Minister Sadi also used the opportunity to call out certain media organs, accusing them of blackmail and abuse of canons of the profession.
Their “shortcomings” he said, include the “transformation of debate platforms in radio and television channels into real courts marked by oratorical contests that are both violent and anti-republican…” the remarks resound with those by Territorial Administration Minister, Paul Atanga Nji a week ago where he asked that action be taken againt Equinoxe TV after a panelist on on of its programs said the President was a disservice to Cameroonians.
“In addition, we are witnessing the rise of hate speech, incitement to violence and hostility against the homeland, and more generally, the spread of fake news or fake news,” said Minister Sadi.

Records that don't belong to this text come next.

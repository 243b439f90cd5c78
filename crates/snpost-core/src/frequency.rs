//! Frequency grid helpers.

/// Generate a uniform linear grid from 0 Hz up to (and just past) `fmax`.
///
/// Matches the convention used before time-domain conversion: points at
/// `0, step, 2*step, ...` where the last point lies in `[fmax, fmax + step)`.
pub fn linear_grid(step: f64, fmax: f64) -> Vec<f64> {
    assert!(step > 0.0, "grid step must be positive");
    let mut grid = Vec::new();
    let mut k = 0u64;
    loop {
        let f = k as f64 * step;
        grid.push(f);
        if f >= fmax {
            break;
        }
        k += 1;
    }
    grid
}

/// Check whether a frequency grid is uniformly spaced (within a relative
/// tolerance of the nominal step).
pub fn is_uniform(freq: &[f64]) -> bool {
    if freq.len() < 3 {
        return true;
    }
    let step = freq[1] - freq[0];
    if step <= 0.0 {
        return false;
    }
    freq.windows(2)
        .all(|w| ((w[1] - w[0]) - step).abs() <= step * 1e-6)
}

/// Unwrap a phase sequence (radians) by removing 2π jumps between
/// consecutive samples.
pub fn unwrap_phase(phases: &[f64]) -> Vec<f64> {
    use std::f64::consts::PI;

    let mut out: Vec<f64> = Vec::with_capacity(phases.len());
    let mut offset = 0.0;
    for (k, &p) in phases.iter().enumerate() {
        if k > 0 {
            let jump = p + offset - out[k - 1];
            if jump > PI {
                offset -= 2.0 * PI * ((jump + PI) / (2.0 * PI)).floor();
            } else if jump < -PI {
                offset += 2.0 * PI * ((-jump + PI) / (2.0 * PI)).floor();
            }
        }
        out.push(p + offset);
    }
    out
}

/// Index of the grid sample nearest to `target`.
///
/// The grid must be non-empty and sorted ascending.
pub fn nearest_index(freq: &[f64], target: f64) -> usize {
    debug_assert!(!freq.is_empty());
    match freq.binary_search_by(|f| f.partial_cmp(&target).unwrap()) {
        Ok(i) => i,
        Err(i) => {
            if i == 0 {
                0
            } else if i >= freq.len() {
                freq.len() - 1
            } else if (target - freq[i - 1]) <= (freq[i] - target) {
                i - 1
            } else {
                i
            }
        }
    }
}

New Bill on Communication underway
To curtail these and other vices, the communication boss said he had concerted with intermediary bodies of the profession (groups of various professionals and trade unions of journalists), to arrive at a common platform of problems and solutions.
These solutions, he noted, are contained in a draft bill submitted to the National Assembly.
Among others, the bill seeks to include “the integration of technological changes in the legal organization of the sector of social communication; and a better readability of the problem on the decriminalization of press offenses.”
In addition to seeking a formal delimitation of the activities of social communication of their related activities, the bill advocates the introduction of thirty (30) working definitions, with a clear and precise definition of the concept of social communication right from the start.
Minister Sadi told lawmakers the bill will also provide a framework for “… the reform of the status of journalists and auxiliaries to the journalistic profession, with particular emphasis on the criteria for identifying journalists, their working conditions and remuneration…”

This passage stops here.